START Listed records

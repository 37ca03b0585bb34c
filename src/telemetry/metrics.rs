//! Metric instrument factories for queue-tasks.
//!
//! Uses the OTel Meter API with the globally-registered `MeterProvider`.
//! All instruments come from the `"queue-tasks"` meter.

use opentelemetry::metrics::{Counter, Histogram, Meter, UpDownCounter};

fn meter() -> Meter {
    opentelemetry::global::meter("queue-tasks")
}

/// Counter: queue-level operations.
/// Labels: `queue`, `operation` ("poll" | "poll_empty" | "delete" | "send"),
/// `result` ("ok" | "error").
pub fn queue_operations() -> Counter<u64> {
    meter()
        .u64_counter("queue_tasks.queue.operations")
        .with_description("Number of queue operations")
        .build()
}

/// Counter: messages passed to the message handler.
/// Labels: `queue`, `result` ("ok" | "error").
pub fn messages_handled() -> Counter<u64> {
    meter()
        .u64_counter("queue_tasks.messages.handled")
        .with_description("Number of queue messages handled")
        .build()
}

/// Counter: stream records passed to the record handler.
/// Labels: `stream`, `result` ("ok" | "error").
pub fn records_handled() -> Counter<u64> {
    meter()
        .u64_counter("queue_tasks.records.handled")
        .with_description("Number of stream records handled")
        .build()
}

/// Counter: failed stream fetches and cursor requests.
/// Labels: `stream`, `operation` ("fetch" | "cursor" | "list_shards").
pub fn stream_errors() -> Counter<u64> {
    meter()
        .u64_counter("queue_tasks.stream.errors")
        .with_description("Number of failed stream backend calls")
        .build()
}

/// Up-down counter: entities currently tracked as incomplete.
pub fn tracked_entities() -> UpDownCounter<i64> {
    meter()
        .i64_up_down_counter("queue_tasks.tracker.entities")
        .with_description("Entities whose migration is incomplete")
        .build()
}

/// Histogram: handler duration in milliseconds.
/// Labels: `consumer` ("queue" | "stream").
pub fn handler_duration_ms() -> Histogram<f64> {
    meter()
        .f64_histogram("queue_tasks.handler.duration_ms")
        .with_description("Handler duration in milliseconds")
        .with_unit("ms")
        .build()
}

END Listed records

What is being asked: Each line in the records that carries "result" must be copied out.

The completed task:
/// `result` ("ok" | "error").
/// Labels: `queue`, `result` ("ok" | "error").
/// Labels: `stream`, `result` ("ok" | "error").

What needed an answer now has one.